New Nanoparticle To Act at the Heart of Cells for Extremely Powerful and Targeted Anti-Inflammatory Treatment

This electron micrograph documents the porous nature of the silica nanoparticles. These pores are large enough to allow entrance of a large number of NSA molecules. Here, they are protected until being taken up by the immune cells. At this point NSA is released and can stop the inflammatory processes.

A team from UNIGE and LMU developed a transport nanoparticle to make an anti-inflammatory drug much more effective and less toxic.

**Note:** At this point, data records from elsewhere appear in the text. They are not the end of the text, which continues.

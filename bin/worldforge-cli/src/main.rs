//! Worldforge CLI - Terrain editing from the command line
//!
//! Every editing command goes through the document manager and shuts it
//! down before exiting, so edits are flushed to the document store.

mod project;

use std::future::Future;
use std::path::PathBuf;
use std::sync::Arc;

use anyhow::{Context, Result, bail};
use clap::{Parser, Subcommand};
use tracing::{info, warn};
use tracing_subscriber::{layer::SubscriberExt, util::SubscriberInitExt};

use worldforge_common::{
    CELL_SIDE, CELLS_PER_LANDBLOCK, Config, LandblockCells, LandblockKey, TerrainEntry,
    TerrainField, cell_coords, cell_index,
};
use worldforge_docs::{DocumentManager, LayerDocument, TerrainDocument};

use crate::project::{Project, layer_id, terrain_id};

#[derive(Parser, Debug)]
#[command(name = "worldforge")]
#[command(about = "Worldforge terrain editor")]
#[command(version)]
struct Args {
    /// Path to configuration file
    #[arg(short, long, default_value = "worldforge.toml")]
    config: String,

    /// Directory holding the document store and asset archive
    #[arg(long)]
    data_dir: Option<PathBuf>,

    /// Directory holding derived caches
    #[arg(long)]
    cache_dir: Option<PathBuf>,

    /// Log level (overrides the config file)
    #[arg(long)]
    log_level: Option<String>,

    /// Use throwaway in-memory backends with a small flat world
    #[arg(long)]
    in_memory: bool,

    #[command(subcommand)]
    command: Commands,
}

#[derive(Subcommand, Debug)]
enum Commands {
    /// Asset archive operations
    Archive {
        #[command(subcommand)]
        action: ArchiveCommands,
    },
    /// Derived terrain cache operations
    Cache {
        #[command(subcommand)]
        action: CacheCommands,
    },
    /// Terrain document operations
    Terrain {
        #[command(subcommand)]
        action: TerrainCommands,
    },
    /// Layer document operations
    Layer {
        #[command(subcommand)]
        action: LayerCommands,
    },
    /// List stored documents
    Docs,
    /// Write edited terrain back into the asset archive
    Export {
        /// Archive iteration to stamp the records with
        #[arg(short, long)]
        iteration: u32,
    },
}

#[derive(Subcommand, Debug)]
enum ArchiveCommands {
    /// Fill the archive with flat landblocks
    Seed {
        /// Landblocks per side, starting at 0x0000
        #[arg(long, default_value_t = 8)]
        extent: u8,
        /// Height of every vertex
        #[arg(long, default_value_t = 0)]
        height: u8,
    },
    /// Show archive details
    Info,
}

#[derive(Subcommand, Debug)]
enum CacheCommands {
    /// Build the terrain base cache from the archive
    Build {
        /// Discard an existing cache first
        #[arg(short, long)]
        force: bool,
    },
}

#[derive(Subcommand, Debug)]
enum TerrainCommands {
    /// Show one landblock
    Show {
        /// Landblock key (e.g. 0x0102)
        key: String,
        /// Print JSON
        #[arg(long)]
        json: bool,
    },
    /// Set fields of one vertex
    Set {
        /// Landblock key (e.g. 0x0102)
        key: String,
        /// Vertex column (0-8)
        x: usize,
        /// Vertex row (0-8)
        y: usize,
        #[arg(long)]
        road: Option<u8>,
        #[arg(long)]
        scenery: Option<u8>,
        #[arg(long = "type")]
        terrain_type: Option<u8>,
        #[arg(long)]
        height: Option<u8>,
    },
}

#[derive(Subcommand, Debug)]
enum LayerCommands {
    /// Set one field of one vertex in a layer
    Set {
        /// Layer name
        layer: String,
        /// Landblock key (e.g. 0x0102)
        key: String,
        /// Vertex column (0-8)
        x: usize,
        /// Vertex row (0-8)
        y: usize,
        /// Field to write: road, scenery, type or height
        #[arg(short, long)]
        field: String,
        /// New value; 0 clears the field
        #[arg(short, long)]
        value: u8,
    },
    /// Show the cells a layer holds for one landblock
    Show {
        /// Layer name
        layer: String,
        /// Landblock key (e.g. 0x0102)
        key: String,
        /// Print JSON
        #[arg(long)]
        json: bool,
    },
}

fn vertex(x: usize, y: usize) -> Result<usize> {
    if x >= CELL_SIDE || y >= CELL_SIDE {
        bail!("vertex ({x}, {y}) is outside the 9x9 grid");
    }
    Ok(cell_index(x, y))
}

fn entry_json(index: usize, value: u32) -> serde_json::Value {
    let (x, y) = cell_coords(index);
    let entry = TerrainEntry::from_packed(value);
    serde_json::json!({
        "x": x,
        "y": y,
        "road": entry.road,
        "scenery": entry.scenery,
        "type": entry.terrain_type,
        "height": entry.height,
    })
}

fn print_landblock(key: LandblockKey, cells: &LandblockCells, json: bool) -> Result<()> {
    if json {
        let cells: Vec<_> = cells
            .iter()
            .enumerate()
            .map(|(i, v)| entry_json(i, *v))
            .collect();
        let out = serde_json::json!({ "landblock": key.to_string(), "cells": cells });
        println!("{}", serde_json::to_string_pretty(&out)?);
        return Ok(());
    }

    println!("Landblock {key} (heights, north at top)");
    for y in (0..CELL_SIDE).rev() {
        let row: Vec<String> = (0..CELL_SIDE)
            .map(|x| format!("{:>4}", TerrainEntry::from_packed(cells[cell_index(x, y)]).height))
            .collect();
        println!("{y} {}", row.join(""));
    }
    Ok(())
}

/// Run `work` against a fresh manager, then always shut the manager down
async fn with_manager<F, Fut>(project: &Project, work: F) -> Result<()>
where
    F: FnOnce(Arc<DocumentManager>) -> Fut,
    Fut: Future<Output = Result<()>>,
{
    let manager = Arc::new(project.manager()?);
    let result = work(Arc::clone(&manager)).await;
    let report = manager.shutdown().await;
    if !report.is_clean() {
        let failed: Vec<_> = report.failed.iter().map(ToString::to_string).collect();
        bail!("failed to save: {}", failed.join(", "));
    }
    result
}

async fn run(args: Args, config: Config) -> Result<()> {
    let project = Project::open(config, args.in_memory)?;

    match args.command {
        Commands::Archive { action } => match action {
            ArchiveCommands::Seed { extent, height } => {
                let count = project.redb_archive()?.seed_flat(extent, height)?;
                if let Some(path) = project.snapshot_path() {
                    if path.exists() {
                        warn!("Terrain base cache is now stale; run `cache build --force`");
                    }
                }
                println!("Seeded {count} landblocks at height {height}");
            }
            ArchiveCommands::Info => {
                let archive = project.redb_archive()?;
                println!("Asset Archive");
                println!("=============");
                println!("Landblocks: {}", archive.len()?);
                println!("Iteration:  {}", archive.iteration()?);
            }
        },
        Commands::Cache { action } => match action {
            CacheCommands::Build { force } => {
                if force {
                    if let Some(path) = project.snapshot_path() {
                        if path.exists() {
                            std::fs::remove_file(&path)
                                .with_context(|| format!("failed to remove {}", path.display()))?;
                        }
                    }
                }
                let archive = project.archive();
                let cache = project.base_cache().get_or_load(archive.as_ref()).await?;
                println!("Terrain base cache: {} landblocks", cache.len());
                if let Some(path) = project.snapshot_path() {
                    println!("Snapshot: {}", path.display());
                }
            }
        },
        Commands::Terrain { action } => match action {
            TerrainCommands::Show { key, json } => {
                let key: LandblockKey = key.parse()?;
                with_manager(&project, |manager| async move {
                    let terrain = manager
                        .get_or_create::<TerrainDocument>(&terrain_id()?)
                        .await?;
                    print_landblock(key, &terrain.get_landblock(key)?, json)
                })
                .await?;
            }
            TerrainCommands::Set {
                key,
                x,
                y,
                road,
                scenery,
                terrain_type,
                height,
            } => {
                let key: LandblockKey = key.parse()?;
                let index = vertex(x, y)?;
                with_manager(&project, |manager| async move {
                    let terrain = manager
                        .get_or_create::<TerrainDocument>(&terrain_id()?)
                        .await?;
                    let current = TerrainEntry::from_packed(terrain.get_cell(key, index)?);
                    let entry = TerrainEntry::new(
                        road.unwrap_or(current.road),
                        scenery.unwrap_or(current.scenery),
                        terrain_type.unwrap_or(current.terrain_type),
                        height.unwrap_or(current.height),
                    );
                    if entry == current {
                        println!("Vertex ({x}, {y}) of {key} unchanged");
                        return Ok(());
                    }
                    let update = terrain.update_cell(key, index, entry.to_packed())?;
                    let touched: Vec<_> = update.landblocks().map(|k| k.to_string()).collect();
                    println!(
                        "Updated {} cells across landblocks {}",
                        update.len(),
                        touched.join(", ")
                    );
                    Ok(())
                })
                .await?;
            }
        },
        Commands::Layer { action } => match action {
            LayerCommands::Set {
                layer,
                key,
                x,
                y,
                field,
                value,
            } => {
                let key: LandblockKey = key.parse()?;
                let index = vertex(x, y)?;
                let field: TerrainField = field.parse()?;
                let id = layer_id(&layer)?;
                with_manager(&project, |manager| async move {
                    let doc = manager.get_or_create::<LayerDocument>(&id).await?;
                    let update = doc.set_field(key, index, field, value)?;
                    println!(
                        "Layer {layer}: wrote {field} on {} cells, {} cells stored",
                        update.len(),
                        doc.cell_count()
                    );
                    Ok(())
                })
                .await?;
            }
            LayerCommands::Show { layer, key, json } => {
                let key: LandblockKey = key.parse()?;
                let id = layer_id(&layer)?;
                with_manager(&project, |manager| async move {
                    let doc = manager.get_or_create::<LayerDocument>(&id).await?;
                    let sparse = doc.sparse_cells(key);
                    if json {
                        let mut cells = Vec::with_capacity(sparse.len());
                        for (&index, &value) in &sparse {
                            let mut cell = entry_json(usize::from(index), value);
                            cell["mask"] = doc.field_mask(key, usize::from(index))?.bits().into();
                            cells.push(cell);
                        }
                        let out = serde_json::json!({
                            "layer": layer,
                            "landblock": key.to_string(),
                            "cells": cells,
                        });
                        println!("{}", serde_json::to_string_pretty(&out)?);
                        return Ok(());
                    }

                    println!(
                        "Layer {layer}, landblock {key}: {} of {CELLS_PER_LANDBLOCK} cells set",
                        sparse.len()
                    );
                    for (&index, &value) in &sparse {
                        let (x, y) = cell_coords(usize::from(index));
                        let entry = TerrainEntry::from_packed(value);
                        let mask = doc.field_mask(key, usize::from(index))?;
                        let fields: Vec<_> = mask.fields().map(|f| f.name()).collect();
                        println!(
                            "  ({x}, {y}) road={} scenery={} type={} height={} authored=[{}]",
                            entry.road,
                            entry.scenery,
                            entry.terrain_type,
                            entry.height,
                            fields.join(",")
                        );
                    }
                    Ok(())
                })
                .await?;
            }
        },
        Commands::Docs => {
            let documents = project.redb_documents()?.list()?;
            println!("{:<32} {:<8} {:>8}", "ID", "KIND", "REVISION");
            for (id, kind, revision) in documents {
                println!("{id:<32} {:<8} {revision:>8}", kind.tag());
            }
        }
        Commands::Export { iteration } => {
            with_manager(&project, |manager| async move {
                let id = terrain_id()?;
                manager.get_or_create::<TerrainDocument>(&id).await?;
                let summary = manager.export(&id, iteration).await?;
                println!(
                    "Exported {} landblocks at iteration {iteration}",
                    summary.landblocks
                );
                Ok(())
            })
            .await?;
        }
    }
    Ok(())
}

#[tokio::main]
async fn main() -> Result<()> {
    // Parse command line arguments
    let args = Args::parse();

    // Load config file if it exists
    let mut config = Config::load(&args.config)
        .with_context(|| format!("failed to load config {}", args.config))?;

    // Merge CLI args with config file (CLI takes precedence)
    if let Some(data_dir) = args.data_dir.clone() {
        config.project.data_dir = data_dir;
    }
    if let Some(cache_dir) = args.cache_dir.clone() {
        config.project.cache_dir = cache_dir;
    }
    if let Some(level) = args.log_level.clone() {
        config.logging.level = level;
    }

    // Initialize logging
    tracing_subscriber::registry()
        .with(
            tracing_subscriber::EnvFilter::try_from_default_env()
                .unwrap_or_else(|_| config.logging.level.clone().into()),
        )
        .with(tracing_subscriber::fmt::layer())
        .init();

    info!(
        "Project data in {}, cache in {}",
        config.project.data_dir.display(),
        config.project.cache_dir.display()
    );

    run(args, config).await
}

How can a drug be delivered exactly where it is needed, while limiting the risk of side effects? The use of nanoparticles to encapsulate a drug to protect it and the body until it reaches its point of action is being increasingly studied. However, this requires identifying the right nanoparticle for each drug according to a series of precise parameters. A team from the University of Geneva (UNIGE) and the Ludwig Maximilians Universität München (LMU) has succeeded in developing a fully biodegradable nanoparticle capable of delivering a new anti-inflammatory drug directly into macrophages – the cells where uncontrolled inflammatory reactions are triggered – ensuring its effectiveness. In addition, the scientists used an in vitro screening methodology, thus limiting the need for animal testing. These results, recently published in the Journal of Controlled Release, open the way to an extremely powerful and targeted anti-inflammatory treatment.

Inflammation is an essential physiological response of the body to defend itself against pathogens such as bacteria. It can however become problematic when it turns into a chronic condition, such as in cancers, autoimmune diseases or certain viral infections. Many treatments already exist, but their action is often not very targeted, high doses are required and deleterious side effects are frequent. Macrophages, large immune cells whose natural function is to absorbs pathogens and trigger inflammation to destroy them, are often involved in inflammatory diseases. When overactivated, they trigger an excessive inflammatory response that turns against the body instead of protecting it.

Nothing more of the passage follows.